Mutation of the Sox2 gene causes defective development of multiple brain regions, leading to blindness, mental
retardation, seizures. SOX2, a transcription factor, controls the activity of many genes, some of which are known
to be involved, if mutated, in other neurodevelopmental defects. Understanding the molecular mechanisms of the
brain defects is critical for attempts to develop novel therapies; it requires the knowledge of the roles of the
genes controlled by SOX2. More broadly, identifying genes important for neural cells proliferation and for
neuronal function in general would be important for understanding also other neurodevelopmental disorders, due
to genes unrelated to SOX2, but involved in shared aspects of brain developmental programs.
We identified over a thousand genes controlled by SOX2 by studies in neural cells cultured from neonatal mouse
brain (ref. 1). Many human genes are homologous (roughly speaking, are the human version) to the mouse genes we
identified. Many of them belong to the T-dark gene category, genes of which very little is known, which
represents the focus of this Call. We chose 129 human T-dark genes, prioritizing those whose activity is more
impaired in mouse neural cells in which the SOX2 gene has been eliminated. We assume that the reduced
expression of these genes is likely to affect important neural cells functions. To identify those genes which have
roles in neurodevelopment, we will use a screening procedure, that was recently developed to identify gene
defects leading to microcephaly in humans, and that is based on growing in vitro human brain "organoids"
derived from a previously established cell line. The screening is based on in vitro mutagenesis via the CRISPRCas9
recent methodology, and identifies the mutated genes by genomic sequencing. This technique previously
identified the mutation, in microcephaly, of a gene whose activity can be rescued towards normality by an
available pharmacological agent (ref. 2).
Uno screening con tecnologia CRISPR-Cas9 in organoidi cerebrali umani per identificare nuovi geni "T-dark"
effettori di Sox2 nella patologia di sviluppo neurale
La mutazione del gene SOX2 provoca difetti di sviluppo di più regioni cerebrali, e causa cecità, ritardo mentale,
epilessia. SOX2, un fattore trascrizionale, controlla l'attività di molti geni, alcuni già noti per essere coinvolti, se
mutati, in altri difetti del neurosviluppo. Comprendere i meccanismi molecolari dei difetti cerebrali è critico per
tentare di sviluppare nuove terapie; ciò richiede la comprensione dei ruoli dei geni controllati da SOX2. In senso
lato, identificare geni importanti per la proliferazione delle cellule neurali e la funzione dei neuroni sarà
importante anche per comprendere altre malattie del neurosviluppo, dovute a geni diversi da SOX2, ma coinvolti
in aspetti condivisi dei programmi di sviluppo cerebrali.
Abbiamo identificato oltre mille geni controllati da SOX2 studiando cellule staminali neurali coltivate dal cervello
di topo neonato (ref. 1).

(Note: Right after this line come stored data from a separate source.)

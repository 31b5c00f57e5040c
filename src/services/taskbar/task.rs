use crate::events::WindowId;
use crate::services::window_system::{Desktop, NetState, Subscription, WindowTypes};
use image::RgbaImage;
use std::fmt;

use super::flasher::UrgencyFlasher;
use super::pointer::PointerInput;

/// Подпись для окна без заголовка
pub const UNTITLED: &str = "(без имени)";

/// Задача: локальное отражение одного окна верхнего уровня
pub struct Task {
    pub window: WindowId,
    pub name: String,
    pub title: String,
    pub title_iconified: String,
    pub icon: RgbaImage,
    pub desktop: Desktop,
    pub state: NetState,
    pub window_type: WindowTypes,
    pub urgent: bool,
    pub focused: bool,
    pub visible: bool,
    /// Эпоха последнего прохода синхронизации, в котором окно было в списке
    pub(crate) last_seen: u64,
    pub(crate) flasher: UrgencyFlasher,
    pub(crate) pointer: PointerInput,
    subscription: Subscription,
}

impl Task {
    pub fn new(window: WindowId, subscription: Subscription, icon: RgbaImage, epoch: u64) -> Self {
        let mut task = Self {
            window,
            name: String::new(),
            title: String::new(),
            title_iconified: String::new(),
            icon,
            desktop: Desktop::All,
            state: NetState::empty(),
            window_type: WindowTypes::NORMAL,
            urgent: false,
            focused: false,
            visible: false,
            last_seen: epoch,
            flasher: UrgencyFlasher::default(),
            pointer: PointerInput::default(),
            subscription,
        };
        task.set_name(None);
        task
    }

    /// Обновить заголовок и производные подписи; `None` даёт заглушку
    pub fn set_name(&mut self, name: Option<String>) {
        let name = name
            .filter(|n| !n.trim().is_empty())
            .unwrap_or_else(|| UNTITLED.to_string());
        self.title = format!(" {} ", name);
        self.title_iconified = format!("[{}]", name);
        self.name = name;
    }

    pub fn iconified(&self) -> bool {
        self.state.contains(NetState::HIDDEN)
    }

    /// Подпись кнопки с учётом свёрнутости
    pub fn label(&self) -> &str {
        if self.iconified() {
            &self.title_iconified
        } else {
            &self.title
        }
    }

    /// Кнопка подсвечена: фокус или «выделенная» фаза мигания
    pub fn highlighted(&self) -> bool {
        self.focused || self.flasher.phase()
    }

    pub fn is_flashing(&self) -> bool {
        self.flasher.is_flashing()
    }

    pub fn last_seen(&self) -> u64 {
        self.last_seen
    }

    #[cfg(test)]
    pub fn subscription(&self) -> &Subscription {
        &self.subscription
    }

    /// Остановить все таймеры задачи перед удалением
    pub(crate) fn release(&mut self) {
        self.flasher.stop();
        self.pointer.cancel_drag();
    }
}

impl fmt::Debug for Task {
    fn fmt(&self, f: &mut fmt::Formatter<'_>) -> fmt::Result {
        f.debug_struct("Task")
            .field("window", &self.window)
            .field("name", &self.name)
            .field("desktop", &self.desktop)
            .field("state", &self.state)
            .field("window_type", &self.window_type)
            .field("urgent", &self.urgent)
            .field("focused", &self.focused)
            .field("visible", &self.visible)
            .field("last_seen", &self.last_seen)
            .finish()
    }
}

impl fmt::Display for Task {
    fn fmt(&self, f: &mut fmt::Formatter<'_>) -> fmt::Result {
        write!(f, "{} \"{}\" (стол {})", self.window, self.name, self.desktop)
    }
}

#[cfg(test)]
mod tests {
    use super::*;

    fn task() -> Task {
        let icon = RgbaImage::new(16, 16);
        Task::new(WindowId(7), Subscription::new(WindowId(7), |_| {}), icon, 1)
    }

    #[test]
    fn test_titles_are_derived_from_name() {
        let mut task = task();
        task.set_name(Some("Terminal".to_string()));

        assert_eq!(task.name, "Terminal");
        assert_eq!(task.title, " Terminal ");
        assert_eq!(task.title_iconified, "[Terminal]");
        assert_eq!(task.label(), " Terminal ");

        task.state |= NetState::HIDDEN;
        assert!(task.iconified());
        assert_eq!(task.label(), "[Terminal]");
    }

    #[test]
    fn test_missing_title_gets_placeholder() {
        let mut task = task();
        assert_eq!(task.name, UNTITLED);

        task.set_name(Some("   ".to_string()));
        assert_eq!(task.name, UNTITLED);
    }

    #[test]
    fn test_new_task_defaults() {
        let task = task();
        assert_eq!(task.desktop, Desktop::All);
        assert_eq!(task.last_seen(), 1);
        assert!(!task.is_flashing());
        assert!(!task.highlighted());
        assert_eq!(task.subscription().window(), WindowId(7));
        assert!(task.to_string().contains("0x7"));
    }
}
use crate::debug_if_enabled;
use crate::error::{Result, WintaskError};
use crate::events::WindowId;
use crate::services::window_system::{Desktop, NetState, WindowSystem};
use tracing::{debug, info, warn};

use super::task::Task;
use super::Taskbar;

impl<W: WindowSystem> Taskbar<W> {
    /// Сверить реестр со списком клиентов оконного менеджера.
    ///
    /// Новые окна получают задачи, присутствующие отмечаются текущей эпохой,
    /// затем удаляются задачи, пропавшие дольше льготного периода, и
    /// пересчитывается видимость. Проход не прерывается другими событиями.
    pub fn sync(&mut self) {
        let windows = match self.ws.client_list() {
            Ok(windows) => windows,
            Err(e) => {
                warn!("Не удалось прочитать список клиентов: {}", e);
                return;
            }
        };

        let epoch = self.registry.begin_pass();
        let mut created = 0;
        for window in windows {
            if self.registry.mark_seen(window) {
                continue;
            }
            if self.create_task(window) {
                created += 1;
            }
        }

        let stale = self.registry.stale();
        for &window in &stale {
            self.remove_task(window);
        }

        let flipped = self.refresh_visibility_all();

        if self.registry.focused().is_none() {
            if let Some(active) = self.ws.active_window().filter(|w| self.registry.contains(*w)) {
                self.update_focus(Some(active));
            }
        }

        debug_if_enabled!(
            "Синхронизация #{}: добавлено {}, удалено {}, видимость изменилась у {}, всего {}",
            epoch,
            created,
            stale.len(),
            flipped,
            self.registry.len()
        );
    }

    fn create_task(&mut self, window: WindowId) -> bool {
        match self.try_create_task(window) {
            Ok(created) => created,
            Err(WintaskError::WindowGone(_)) => {
                debug!("Окно {} исчезло до создания задачи", window);
                false
            }
            Err(e) => {
                warn!("Не удалось создать задачу для окна {}: {}", window, e);
                false
            }
        }
    }

    fn try_create_task(&mut self, window: WindowId) -> Result<bool> {
        let state = self.ws.state(window)?;
        let window_type = self.ws.window_type(window)?;
        if self.filter.is_excluded(state, window_type) {
            debug_if_enabled!("Окно {} исключено: состояние {:?}, тип {:?}", window, state, window_type);
            return Ok(false);
        }

        // Подписка снимается сама, если окно исчезнет до конца чтения
        let subscription = self.ws.subscribe(window)?;
        let icon = self.icons.resolve(&self.ws, window)?;
        let title = self.ws.title(window)?;
        let desktop = self.ws.desktop(window)?.map(Desktop::from_raw).unwrap_or_default();
        let urgent = self.is_urgent(window, state)?;

        let mut task = Task::new(window, subscription, icon, self.registry.epoch());
        task.set_name(title);
        task.desktop = desktop;
        task.state = state;
        task.window_type = window_type;
        task.visible = self
            .filter
            .is_visible(task.desktop, task.iconified(), self.registry.current_desktop);

        info!("Новая задача {}", task);
        self.view.task_added(&task);
        self.registry.insert(task);

        if urgent {
            self.set_urgency(window, true);
        }
        Ok(true)
    }

    /// Срочность: флаг в WM_HINTS или _NET_WM_STATE_DEMANDS_ATTENTION
    pub(crate) fn is_urgent(&self, window: WindowId, state: NetState) -> Result<bool> {
        if state.contains(NetState::DEMANDS_ATTENTION) {
            return Ok(true);
        }
        Ok(self.ws.wm_hints(window)?.is_some_and(|hints| hints.urgent))
    }
}
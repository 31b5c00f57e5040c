use crate::error::{Result, WintaskError};
use crate::events::{Notification, WindowId, WindowProperty};
use crate::services::window_system::{Desktop, WindowSystem};
use crate::{debug_if_enabled, trace_if_enabled};
use image::RgbaImage;
use tracing::{debug, info, warn};

use super::Taskbar;

impl<W: WindowSystem> Taskbar<W> {
    pub(crate) fn handle_notification(&mut self, notification: Notification) {
        trace_if_enabled!("Уведомление: {}", notification);
        match notification {
            Notification::ClientListChanged => self.sync(),
            Notification::CurrentDesktopChanged => {
                self.registry.current_desktop = self.ws.current_desktop();
                debug!("Текущий стол: {}", self.registry.current_desktop);
                self.refresh_visibility_all();
            }
            Notification::DesktopCountChanged => {
                self.registry.desktop_count = self.ws.desktop_count().max(1);
                debug!("Число столов: {}", self.registry.desktop_count);
                self.rebuild_menu();
                self.refresh_visibility_all();
            }
            Notification::DesktopNamesChanged => {
                self.registry.desktop_names = self.ws.desktop_names();
                self.rebuild_menu();
            }
            Notification::ActiveWindowChanged => {
                let active = self.ws.active_window();
                self.update_focus(active);
            }
            Notification::Property { window, property } => self.on_property(window, property),
        }
    }

    fn on_property(&mut self, window: WindowId, property: WindowProperty) {
        if !self.registry.contains(window) {
            trace_if_enabled!("{:?} у окна {} без задачи, пропускаем", property, window);
            return;
        }

        match property {
            WindowProperty::Desktop => {
                let Some(desktop) = read_or_abandon(window, property, self.ws.desktop(window)) else {
                    return;
                };
                if let Some(task) = self.registry.get_mut(window) {
                    task.desktop = desktop.map(Desktop::from_raw).unwrap_or_default();
                }
                self.notify_updated(window);
                self.refresh_visibility(window);
            }
            WindowProperty::Title => {
                let Some(title) = read_or_abandon(window, property, self.ws.title(window)) else {
                    return;
                };
                if let Some(task) = self.registry.get_mut(window) {
                    task.set_name(title);
                    debug_if_enabled!("Новый заголовок {}", task);
                }
                self.notify_updated(window);
            }
            WindowProperty::Hints => {
                let state = self.registry.get(window).map(|t| t.state).unwrap_or_default();
                let Some(icon) = read_or_abandon(window, property, self.icons.resolve(&self.ws, window)) else {
                    return;
                };
                let Some(urgent) = read_or_abandon(window, property, self.is_urgent(window, state)) else {
                    return;
                };
                self.replace_icon(window, icon);
                self.set_urgency(window, urgent);
            }
            WindowProperty::State => {
                let Some(state) = read_or_abandon(window, property, self.ws.state(window)) else {
                    return;
                };
                let window_type = self.registry.get(window).map(|t| t.window_type).unwrap_or_default();
                if self.filter.is_excluded(state, window_type) {
                    info!("Окно {} больше не показывается в панели (состояние {:?})", window, state);
                    self.remove_task(window);
                    return;
                }
                let Some(urgent) = read_or_abandon(window, property, self.is_urgent(window, state)) else {
                    return;
                };
                if let Some(task) = self.registry.get_mut(window) {
                    task.state = state;
                }
                self.set_urgency(window, urgent);
                self.notify_updated(window);
                self.refresh_visibility(window);
            }
            WindowProperty::Icon => {
                if let Some(icon) = read_or_abandon(window, property, self.icons.resolve(&self.ws, window)) {
                    self.replace_icon(window, icon);
                }
            }
            WindowProperty::WindowType => {
                let Some(window_type) = read_or_abandon(window, property, self.ws.window_type(window)) else {
                    return;
                };
                let state = self.registry.get(window).map(|t| t.state).unwrap_or_default();
                if self.filter.is_excluded(state, window_type) {
                    info!("Окно {} больше не показывается в панели (тип {:?})", window, window_type);
                    self.remove_task(window);
                    return;
                }
                if let Some(task) = self.registry.get_mut(window) {
                    task.window_type = window_type;
                }
            }
        }
    }

    /// Новая иконка уже построена; старая заменяется только сейчас
    fn replace_icon(&mut self, window: WindowId, icon: RgbaImage) {
        if let Some(task) = self.registry.get_mut(window) {
            task.icon = icon;
        }
        self.notify_updated(window);
    }

    /// Активное окно сменилось
    pub(crate) fn update_focus(&mut self, active: Option<WindowId>) {
        if active.is_some() && active == self.panel_window {
            self.registry.remember_focus_for_panel();
            debug_if_enabled!(
                "Фокус у панели, до этого был у {:?}",
                self.registry.previously_focused()
            );
            return;
        }

        if let Some(old) = self.registry.set_focused(active) {
            if let Some(old) = old {
                self.notify_updated(old);
            }
            if let Some(new) = self.registry.focused() {
                debug!("Фокус перешёл к {}", new);
                self.notify_updated(new);
            }
        }
    }

    pub(crate) fn refresh_desktops(&mut self) {
        self.registry.desktop_count = self.ws.desktop_count().max(1);
        self.registry.current_desktop = self.ws.current_desktop();
        self.registry.desktop_names = self.ws.desktop_names();
    }
}

/// Результат чтения свойства; `None` означает, что обновление брошено.
/// Исчезнувшее окно не трогает задачу: её уберёт следующая синхронизация.
fn read_or_abandon<T>(window: WindowId, property: WindowProperty, value: Result<T>) -> Option<T> {
    match value {
        Ok(value) => Some(value),
        Err(WintaskError::WindowGone(_)) => {
            debug!("Окно {} исчезло, обновление {:?} отменено", window, property);
            None
        }
        Err(e) => {
            warn!("Не удалось прочитать {:?} окна {}: {}", property, window, e);
            None
        }
    }
}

Molti geni umani sono omologhi (in parole povere, sono la versione umana) di geni di topo da
noi identificati. Molti appartengono alla categoria dei geni T-dark, dei quali poco è noto, che rappresenta il fuoco
di questo bando. Abbiamo scelto 129 geni umani T-dark, dando priorità a quelli la cui attività è più ridotta in
cellule neurali di topo prive del gene Sox2. Assumiamo che la ridotta attività di questi geni influenzi funzioni
importanti delle cellule neurali. Per identificare geni critici per il neurosviluppo, useremo una procedura di
screening, recentemente sviluppata per identificare difetti genetici che causano microcefalia nell'uomo, e basata
sulla crescita in vitro di "organoidi" cerebrali umani, derivati da una linea cellulare già stabilita. Lo screening usa
la recente tecnologia CRISPR-Cas9 per creare mutazioni in vitro negli organoidi, e identifica i geni mutati
mediante sequenziamento genomico. Questa tecnica ha già identificato la mutazione, nella microcefalia, di un
gene la cui attività può essere riportata verso la norma mediante un farmaco già esistente (ref. 2).
1) Bertolini JA et al. (2019) Mapping the Global Chromatin Connectivity Network for Sox2 Function in Neural
Stem Cell Maintenance. Cell Stem Cell 24, 462-476.
2) Esk PC et al. (2020) A human tissue screen identifies a regulator of ER
secretion as a brain-size determinant. Science 370, 935-941.